Work item >>
Reproduce exactly, and only, the lines running from the start of the entries below to the line containing "- Binding entities".

[Saved data entries]
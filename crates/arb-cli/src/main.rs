//! Arbitrarium CLI
//!
//! Command-line access to the frame engine:
//! - Suggesting frames for a set of semantic ids (`suggest`) or for an
//!   entity's word sense (`suggest-entity`)
//! - Binding entities to frame roles inside a world snapshot (`apply`)
//! - Inspecting the corpus (`frame`, `ancestors`, `descendants`, `search`)

use anyhow::{anyhow, Context, Result};
use arb_engine::{EngineConfig, FrameApplicator, FrameSuggestionService};
use arb_framenet::{Corpus, Frame, FrameRef, InMemoryCorpus, InheritanceGraph};
use arb_world::{EntityId, EnvironmentId, InMemoryRepository};
use clap::{Parser, Subcommand};
use colored::Colorize;
use std::collections::BTreeMap;
use std::path::PathBuf;
use tracing::level_filters::LevelFilter;

mod render;

#[derive(Parser)]
#[command(name = "arb")]
#[command(author, version, about = "Arbitrarium: FrameNet frame suggestion and role binding")]
struct Cli {
    /// Corpus file (JSON)
    #[arg(long, global = true, default_value = "corpus.json")]
    corpus: PathBuf,

    /// Engine config file (JSON)
    #[arg(long, global = true)]
    config: Option<PathBuf>,

    /// More log output (repeat for more)
    #[arg(short, long, global = true, action = clap::ArgAction::Count)]
    verbose: u8,

    /// Only log errors
    #[arg(short, long, global = true)]
    quiet: bool,

    #[command(subcommand)]
    command: Commands,
}

#[derive(Subcommand)]
enum Commands {
    /// Rank frames for a set of semantic ids (frame, element or lexical unit ids)
    Suggest {
        /// Semantic ids
        #[arg(required = true)]
        ids: Vec<String>,
        /// World snapshot, required with --env
        #[arg(long, requires = "env")]
        world: Option<PathBuf>,
        /// Restrict to frames materialized in this environment
        #[arg(long, requires = "world")]
        env: Option<EnvironmentId>,
        /// Print JSON instead of a table
        #[arg(long)]
        json: bool,
    },

    /// Frames evoked by an entity's word sense
    SuggestEntity {
        /// World snapshot
        #[arg(long)]
        world: PathBuf,
        /// Environment holding the entity
        #[arg(long)]
        env: EnvironmentId,
        /// Entity id
        #[arg(long)]
        entity: EntityId,
        /// Maximum results
        #[arg(short, long, default_value_t = 5)]
        limit: usize,
        /// Print JSON instead of a table
        #[arg(long)]
        json: bool,
    },

    /// Bind entities to the roles of a frame
    Apply {
        /// World snapshot
        #[arg(long)]
        world: PathBuf,
        /// Environment holding the entities
        #[arg(long)]
        env: EnvironmentId,
        /// Frame id or name
        #[arg(long)]
        frame: String,
        /// ROLE=ENTITY_ID, repeatable
        #[arg(long = "role", value_parser = parse_role, required = true)]
        roles: Vec<(String, EntityId)>,
        /// Validate and report without saving the world
        #[arg(long)]
        dry_run: bool,
        /// Print JSON instead of text
        #[arg(long)]
        json: bool,
    },

    /// Transitive super-frames of a frame
    Ancestors {
        /// Frame id or name
        frame: String,
    },

    /// Frames inheriting (transitively) from a frame
    Descendants {
        /// Frame id or name
        frame: String,
    },

    /// Show a frame: elements, relations, lexical units
    Frame {
        /// Frame id or name
        frame: String,
        /// Print JSON instead of text
        #[arg(long)]
        json: bool,
    },

    /// Search frames by name/definition, or by lemma
    Search {
        query: String,
        /// Treat the query as a lemma and match lexical units
        #[arg(long)]
        lemma: bool,
        /// Part of speech filter for --lemma (e.g. `v`, `n`)
        #[arg(long, requires = "lemma")]
        pos: Option<String>,
        /// Maximum results
        #[arg(short, long, default_value_t = 20)]
        limit: usize,
    },
}

fn main() -> Result<()> {
    let cli = Cli::parse();
    init_tracing(cli.verbose, cli.quiet);

    let corpus = InMemoryCorpus::from_path(&cli.corpus)
        .with_context(|| format!("loading corpus {}", cli.corpus.display()))?;
    let config = match &cli.config {
        Some(path) => EngineConfig::from_path(path)
            .with_context(|| format!("loading config {}", path.display()))?,
        None => EngineConfig::default(),
    };

    match cli.command {
        Commands::Suggest {
            ids,
            world,
            env,
            json,
        } => cmd_suggest(&corpus, config, &ids, world.as_ref(), env, json),
        Commands::SuggestEntity {
            world,
            env,
            entity,
            limit,
            json,
        } => cmd_suggest_entity(&corpus, &world, env, entity, limit, json),
        Commands::Apply {
            world,
            env,
            frame,
            roles,
            dry_run,
            json,
        } => cmd_apply(&corpus, &world, env, &frame, roles, dry_run, json),
        Commands::Ancestors { frame } => cmd_ancestors(&corpus, &frame),
        Commands::Descendants { frame } => cmd_descendants(&corpus, &frame),
        Commands::Frame { frame, json } => cmd_frame(&corpus, &frame, json),
        Commands::Search {
            query,
            lemma,
            pos,
            limit,
        } => cmd_search(&corpus, &query, lemma, pos.as_deref(), limit),
    }
}

fn init_tracing(verbose: u8, quiet: bool) {
    let level = if quiet {
        LevelFilter::ERROR
    } else {
        match verbose {
            0 => LevelFilter::WARN,
            1 => LevelFilter::INFO,
            2 => LevelFilter::DEBUG,
            _ => LevelFilter::TRACE,
        }
    };
    tracing_subscriber::fmt()
        .with_max_level(level)
        .with_writer(std::io::stderr)
        .with_target(false)
        .init();
}

fn parse_role(raw: &str) -> Result<(String, EntityId), String> {
    let (role, entity) = raw
        .split_once('=')
        .ok_or_else(|| format!("expected ROLE=ENTITY_ID, got `{raw}`"))?;
    let role = role.trim();
    if role.is_empty() {
        return Err(format!("empty role name in `{raw}`"));
    }
    let entity = entity
        .trim()
        .parse::<EntityId>()
        .map_err(|e| format!("bad entity id in `{raw}`: {e}"))?;
    Ok((role.to_string(), entity))
}

fn lookup_frame<'c>(corpus: &'c InMemoryCorpus, raw: &str) -> Result<&'c Frame> {
    corpus
        .frame_by_ref(&FrameRef::parse(raw))
        .ok_or_else(|| anyhow!("frame `{raw}` not found in corpus"))
}

// ============================================================================
// Commands
// ============================================================================

fn cmd_suggest(
    corpus: &InMemoryCorpus,
    config: EngineConfig,
    ids: &[String],
    world: Option<&PathBuf>,
    env: Option<EnvironmentId>,
    json: bool,
) -> Result<()> {
    let repo = world
        .map(|path| {
            InMemoryRepository::load(path)
                .with_context(|| format!("loading world {}", path.display()))
        })
        .transpose()?;

    let mut service = FrameSuggestionService::new(corpus).with_config(config);
    if let Some(repo) = &repo {
        service = service.with_repository(repo);
    }
    let suggestions = service.suggest_frames(ids, env);

    if json {
        println!("{}", serde_json::to_string_pretty(&suggestions)?);
        return Ok(());
    }
    if suggestions.is_empty() {
        println!("{} no matching frames", "info:".yellow().bold());
        return Ok(());
    }
    render::suggestions(&suggestions);
    Ok(())
}

fn cmd_suggest_entity(
    corpus: &InMemoryCorpus,
    world: &PathBuf,
    env: EnvironmentId,
    entity: EntityId,
    limit: usize,
    json: bool,
) -> Result<()> {
    let repo = InMemoryRepository::load(world)
        .with_context(|| format!("loading world {}", world.display()))?;
    let entity = repo
        .entity(env, entity)
        .ok_or_else(|| anyhow!("entity {entity} not found in environment {env}"))?;
    let suggestions = FrameSuggestionService::new(corpus).suggest_for_entity(&entity, limit);

    if json {
        println!("{}", serde_json::to_string_pretty(&suggestions)?);
        return Ok(());
    }
    if suggestions.is_empty() {
        let sense = entity.sense_id.as_deref().unwrap_or("no sense");
        println!("{} {} ({sense}) evokes no frames", "info:".yellow().bold(), entity.name);
        return Ok(());
    }
    render::suggestions(&suggestions);
    Ok(())
}

fn cmd_apply(
    corpus: &InMemoryCorpus,
    world: &PathBuf,
    env: EnvironmentId,
    frame: &str,
    roles: Vec<(String, EntityId)>,
    dry_run: bool,
    json: bool,
) -> Result<()> {
    let repo = InMemoryRepository::load(world)
        .with_context(|| format!("loading world {}", world.display()))?;
    let roles: BTreeMap<String, EntityId> = roles.into_iter().collect();

    let applicator = FrameApplicator::new(corpus, &repo);
    let outcome = applicator.apply_frame(env, &FrameRef::parse(frame), &roles);

    if json {
        println!("{}", serde_json::to_string_pretty(&outcome)?);
    } else {
        render::outcome(&outcome);
    }

    if !outcome.success {
        return Err(anyhow!("frame not applied"));
    }
    if dry_run {
        eprintln!("{} dry run, world not saved", "info:".yellow().bold());
    } else {
        repo.save(world)
            .with_context(|| format!("saving world {}", world.display()))?;
        eprintln!("{} {}", "wrote".green().bold(), world.display().to_string().bold());
    }
    Ok(())
}

fn cmd_ancestors(corpus: &InMemoryCorpus, raw: &str) -> Result<()> {
    let frame = lookup_frame(corpus, raw)?;
    let graph = InheritanceGraph::new(corpus);
    println!("{} {}", "Ancestors of".green().bold(), frame.name.bold());
    render::frame_list(&graph.ancestor_frames(frame));
    Ok(())
}

fn cmd_descendants(corpus: &InMemoryCorpus, raw: &str) -> Result<()> {
    let frame = lookup_frame(corpus, raw)?;
    let graph = InheritanceGraph::new(corpus);
    println!("{} {}", "Descendants of".green().bold(), frame.name.bold());
    render::frame_list(&graph.descendant_frames(frame));
    Ok(())
}

fn cmd_frame(corpus: &InMemoryCorpus, raw: &str, json: bool) -> Result<()> {
    let frame = lookup_frame(corpus, raw)?;
    if json {
        println!("{}", serde_json::to_string_pretty(frame)?);
        return Ok(());
    }
    let units: Vec<String> = corpus
        .lexical_units()
        .filter(|lu| lu.frame.id == frame.id)
        .map(|lu| lu.name().to_string())
        .collect();
    render::frame_detail(corpus, frame, &units);
    Ok(())
}

fn cmd_search(
    corpus: &InMemoryCorpus,
    query: &str,
    lemma: bool,
    pos: Option<&str>,
    limit: usize,
) -> Result<()> {
    let mut hits = if lemma {
        corpus.frames_by_lemma(query, pos)
    } else {
        corpus.search_frames(query, limit)
    };
    hits.truncate(limit);

    println!(
        "{} {} ({} hits)",
        "Searching".green().bold(),
        query.bold(),
        hits.len()
    );
    render::frame_list(&hits);
    Ok(())
}

#[cfg(test)]
mod tests {
    use super::*;
    use arb_framenet::fixtures;
    use clap::CommandFactory;

    #[test]
    fn cli_definition_is_consistent() {
        Cli::command().debug_assert();
    }

    #[test]
    fn role_arguments_parse() {
        assert_eq!(parse_role("giver=1").unwrap(), ("giver".to_string(), 1));
        assert_eq!(
            parse_role(" Recipient = 42 ").unwrap(),
            ("Recipient".to_string(), 42)
        );
        assert!(parse_role("giver").is_err());
        assert!(parse_role("=1").is_err());
        assert!(parse_role("giver=alice").is_err());
    }

    #[test]
    fn apply_collects_repeated_roles() {
        let cli = Cli::try_parse_from([
            "arb", "apply", "--world", "w.json", "--env", "1", "--frame", "Giving", "--role",
            "giver=1", "--role", "recipient=2",
        ])
        .unwrap();
        match cli.command {
            Commands::Apply { roles, dry_run, .. } => {
                assert_eq!(roles.len(), 2);
                assert!(!dry_run);
            }
            _ => panic!("expected apply"),
        }
    }

    #[test]
    fn suggest_entity_needs_world_env_and_entity() {
        let cli = Cli::try_parse_from([
            "arb", "suggest-entity", "--world", "w.json", "--env", "1", "--entity", "7",
        ])
        .unwrap();
        match cli.command {
            Commands::SuggestEntity { entity, limit, .. } => {
                assert_eq!(entity, 7);
                assert_eq!(limit, 5);
            }
            _ => panic!("expected suggest-entity"),
        }
        assert!(Cli::try_parse_from(["arb", "suggest-entity", "--env", "1"]).is_err());
    }

    #[test]
    fn suggest_env_requires_world() {
        assert!(Cli::try_parse_from(["arb", "suggest", "139", "--env", "1"]).is_err());
        assert!(Cli::try_parse_from(["arb", "suggest", "139"]).is_ok());
    }

    #[test]
    fn frames_resolve_by_id_or_name() {
        let corpus = fixtures::synthetic_corpus();
        assert_eq!(lookup_frame(&corpus, "139").unwrap().name, "Giving");
        assert_eq!(lookup_frame(&corpus, "commerce_buy").unwrap().id, 171);
        assert!(lookup_frame(&corpus, "Teleporting").is_err());
    }
}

Exercise output >>
filename crates/arb-cli/src/main.rs
//! Arbitrarium CLI
//!
//! Command-line access to the frame engine:
//! - Suggesting frames for a set of semantic ids (`suggest`) or for an
//!   entity's word sense (`suggest-entity`)
//! - Binding entities to frame roles inside a world snapshot (`apply`)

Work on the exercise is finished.